Closed
Description
Currently, the Imputer
works on columns. Let's assume I have a dataset with mixed categorical and numerical data points and missing values and I want to use the pipeline object:
import numpy as np
import scipy.stats
import sklearn.pipeline
import sklearn.preprocessing
import sklearn.ensemble
categorical_data = np.random.randint(0, 5, size=(10, 4))
numerical_data = np.random.randn(10, 4)
data = np.hstack((categorical_data, numerical_data))
# Add missing values
data[0, 1] = np.NaN
data[1, 5] = np.NaN
X = data
y = np.array([0, 0, 0, 0, 0, 1, 1, 1, 1, 1])
If I now try to use imputation, I can only choose a single strategy for both data types:
pipeline = sklearn.pipeline.Pipeline((('imp',
sklearn.preprocessing.Imputer(
strategy='most_frequent')),
('ohe',
sklearn.preprocessing.OneHotEncoder(
categorical_features=[0, 1, 2, 3])),
('rf',
sklearn.ensemble.RandomForestClassifier())))
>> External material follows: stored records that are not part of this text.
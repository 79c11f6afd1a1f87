//! First and most recent failed/confirmed events

use std::sync::atomic::{AtomicU16, Ordering};

use serde::Serialize;

use crate::types::EventId;

/// Snapshot of the chronology records
#[derive(Debug, Clone, Copy, Default, PartialEq, Eq, Serialize)]
pub struct ChronologySnapshot {
    pub first_failed: EventId,
    pub most_recent_failed: EventId,
    pub first_confirmed: EventId,
    pub most_recent_confirmed: EventId,
}

/// Global failure chronology, scoped to the primary memory's event range
///
/// "First" records are claimed once with a compare-and-swap from
/// `INVALID`; "most recent" records are overwritten on every report.
#[derive(Debug)]
pub struct FailureChronology {
    range: Option<(EventId, EventId)>,
    first_failed: AtomicU16,
    most_recent_failed: AtomicU16,
    first_confirmed: AtomicU16,
    most_recent_confirmed: AtomicU16,
}

impl FailureChronology {
    pub fn new(range: Option<(EventId, EventId)>) -> Self {
        Self {
            range,
            first_failed: AtomicU16::new(EventId::INVALID.0),
            most_recent_failed: AtomicU16::new(EventId::INVALID.0),
            first_confirmed: AtomicU16::new(EventId::INVALID.0),
            most_recent_confirmed: AtomicU16::new(EventId::INVALID.0),
        }
    }

    fn in_scope(&self, event: EventId) -> bool {
        match self.range {
            Some((first, last)) => event.is_valid() && first <= event && event <= last,
            None => false,
        }
    }

    fn record(first: &AtomicU16, most_recent: &AtomicU16, event: EventId) {
        let _ = first.compare_exchange(
            EventId::INVALID.0,
            event.0,
            Ordering::AcqRel,
            Ordering::Acquire,
        );
        most_recent.store(event.0, Ordering::Release);
    }

    /// Record a failure; events outside the primary range are ignored
    pub fn record_failed(&self, event: EventId) {
        if self.in_scope(event) {
            Self::record(&self.first_failed, &self.most_recent_failed, event);
        }
    }

    /// Record a confirmation; events outside the primary range are ignored
    pub fn record_confirmed(&self, event: EventId) {
        if self.in_scope(event) {
            Self::record(&self.first_confirmed, &self.most_recent_confirmed, event);
        }
    }

    pub fn snapshot(&self) -> ChronologySnapshot {
        ChronologySnapshot {
            first_failed: EventId(self.first_failed.load(Ordering::Acquire)),
            most_recent_failed: EventId(self.most_recent_failed.load(Ordering::Acquire)),
            first_confirmed: EventId(self.first_confirmed.load(Ordering::Acquire)),
            most_recent_confirmed: EventId(self.most_recent_confirmed.load(Ordering::Acquire)),
        }
    }

    pub fn reset(&self) {
        for cell in [
            &self.first_failed,
            &self.most_recent_failed,
            &self.first_confirmed,
            &self.most_recent_confirmed,
        ] {
            cell.store(EventId::INVALID.0, Ordering::Release);
        }
    }
}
which would result in a more or less random value being picked for the missing value of the continuous feature:
Xt, _ = pipeline._pre_transform(X, y)
# Now uses the return value of scipy.stats.mode which makes only very little
# sense for a continuous value
print(scipy.stats.mode(data)[5])
print(Xt.toarray()[1])
To overcome this, I propose to add a new attribute to the Imputer which allows to specify the columns to be imputed in order to allow something like this:
pipeline = sklearn.pipeline.Pipeline((('imp_cat',
sklearn.preprocessing.Imputer(
strategy='most_frequent',
columns=[0, 1, 2, 3])),
('imp_num',
sklearn.preprocessing.Imputer(
strategy='median',
columns=[4, 5, 6, 7])),
('ohe',
sklearn.preprocessing.OneHotEncoder(
categorical_features=[0, 1, 2, 3])),
('rf',
sklearn.ensemble.RandomForestClassifier())))
I could not find a related issue and am willing to work on this if this is considered worth adding to scikit-learn.